In essence, defendants are asking this court to treat prior felonies under the Class X provision the same way in which prior felonies have been treated under the Habitual Criminal Act. Under the Habitual Criminal Act, a defendant cannot be sentenced to natural life in prison until he is first determined to be a habitual criminal under the Criminal Code of 1961 (Criminal Code). "When a defendant is adjudged a habitual criminal under Article 33B of the Criminal Code of 1961, as amended, the court shall sentence the defendant to a term of natural life imprisonment." (Ill. Rev. Stat. 1985, ch. 38, par. 1005-5-3(c)(7).) Section 33B-2 (Ill. Rev. Stat. 1985, ch. 38, par. 33B-2) is, for the most part, devoted entirely to the evidentiary procedures that apply when the State seeks to have a court impose a mandatory life sentence on a defendant. Section 33B-2(a) provides in part that "the prosecutor may file with the court a verified written statement signed by the State's Attorney concerning any former conviction of an offense set forth in Section 33B-1 rendered against the defendant." (Ill. Rev. Stat. 1985, ch. 38, par. 33B-2(a).) Section 33B-2(b) provides in part that "[a] duly authenticated copy of the record of any alleged former conviction of an offense set forth in Section 33B-1 shall be prima facie evidence of such former conviction * * *." (Ill. Rev. Stat. 1985, ch. 38, par. 33B-2(b).) Moreover, section 33B-2(c) provides that "[a]ny claim that a previous conviction offered by the prosecution is not a former conviction of an offense set forth in Section 33B-1 because of the existence of any exceptions described in this Act, is waived unless duly raised at the hearing on such conviction, or unless the prosecution's proof shows the existence of such exceptions described in this Act." (Emphasis added.) (Ill. Rev. Stat. 1985, ch. 38, par. 33B-2(c).) The Class X provision of the Unified Code simply provides no comparable evidentiary procedures. A defendant does not have to be "adjudged" a Class X offender to be sentenced under the Class X provision.

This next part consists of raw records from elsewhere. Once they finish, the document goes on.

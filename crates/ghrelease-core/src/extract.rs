//! Issue references in commit messages.
//!
//! A reference is a closing keyword (`close`, `fix`, `resolve` and their
//! `-s`/`-d` forms, any case), an optional colon, horizontal whitespace and
//! `#<number>`, e.g. `Fixes #12` or `closed: #7`.

use std::sync::OnceLock;

use regex::Regex;

use crate::domain::{Commit, IssueReference};

fn issue_link_regex() -> &'static Regex {
    static RE: OnceLock<Regex> = OnceLock::new();
    RE.get_or_init(|| {
        Regex::new(r"(?i)(?:close[sd]?|fix(?:es|ed)?|resolve[sd]?):?[^\S\r\n]+#(\d+)")
            .expect("issue link regex is valid")
    })
}

/// Issue numbers referenced in `message`, in order of appearance.
///
/// Duplicates are kept; callers deduplicate when they need distinct numbers.
pub fn issue_numbers(message: &str) -> impl Iterator<Item = u64> + '_ {
    issue_link_regex()
        .captures_iter(message)
        .filter_map(|caps| caps.get(1)?.as_str().parse().ok())
}

/// Every (commit, issue number) pair in `commits`, preserving commit order.
pub fn issue_references(commits: &[Commit]) -> impl Iterator<Item = IssueReference<'_>> {
    commits.iter().flat_map(|commit| {
        issue_numbers(&commit.message).map(move |issue_number| IssueReference {
            commit,
            issue_number,
        })
    })
}

/// Distinct issue numbers in first-seen order.
pub fn distinct_issue_numbers<'a, 'c: 'a>(
    references: impl IntoIterator<Item = &'a IssueReference<'c>>,
) -> Vec<u64> {
    let mut seen = std::collections::HashSet::new();
    references
        .into_iter()
        .map(|r| r.issue_number)
        .filter(|n| seen.insert(*n))
        .collect()
}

In a further attempt to direct our attention away from the plain language of the Unified Code, defendants contend that the common law of this State requires that prior convictions be proven beyond a reasonable doubt where such convictions operate to enhance the sentence imposed. We fail to see how any of the cases cited by defendants require this court to impose a burden of proof upon the State within the context of a section 5-4-1 sentencing hearing. Each of the authorities cited is distinguishable from the facts raised here and not one case stands for the general proposition that a defendant's prior convictions must be proven beyond a reasonable doubt when his criminal past, considered at a sentencing hearing, operates to elevate the range within which a defendant can be sentenced. The cases cited by defendants include: People v. Boykin (1921), 298 Ill. 11, 21 (facts which are necessary to sustain a more severe sentence, including fact of prior conviction, "must be alleged in the information or in the indictment"); People v. Hightower (1953), 414 Ill. 537, 544-45 (although the Illinois Uniform Narcotic Drug Act does not so provide, prior convictions must be pled in the indictment); People v. Ostrand (1966), 35 Ill.2d 520, 529 (it was necessary and proper for prosecution to allege prior felony in the indictment and prove it at trial).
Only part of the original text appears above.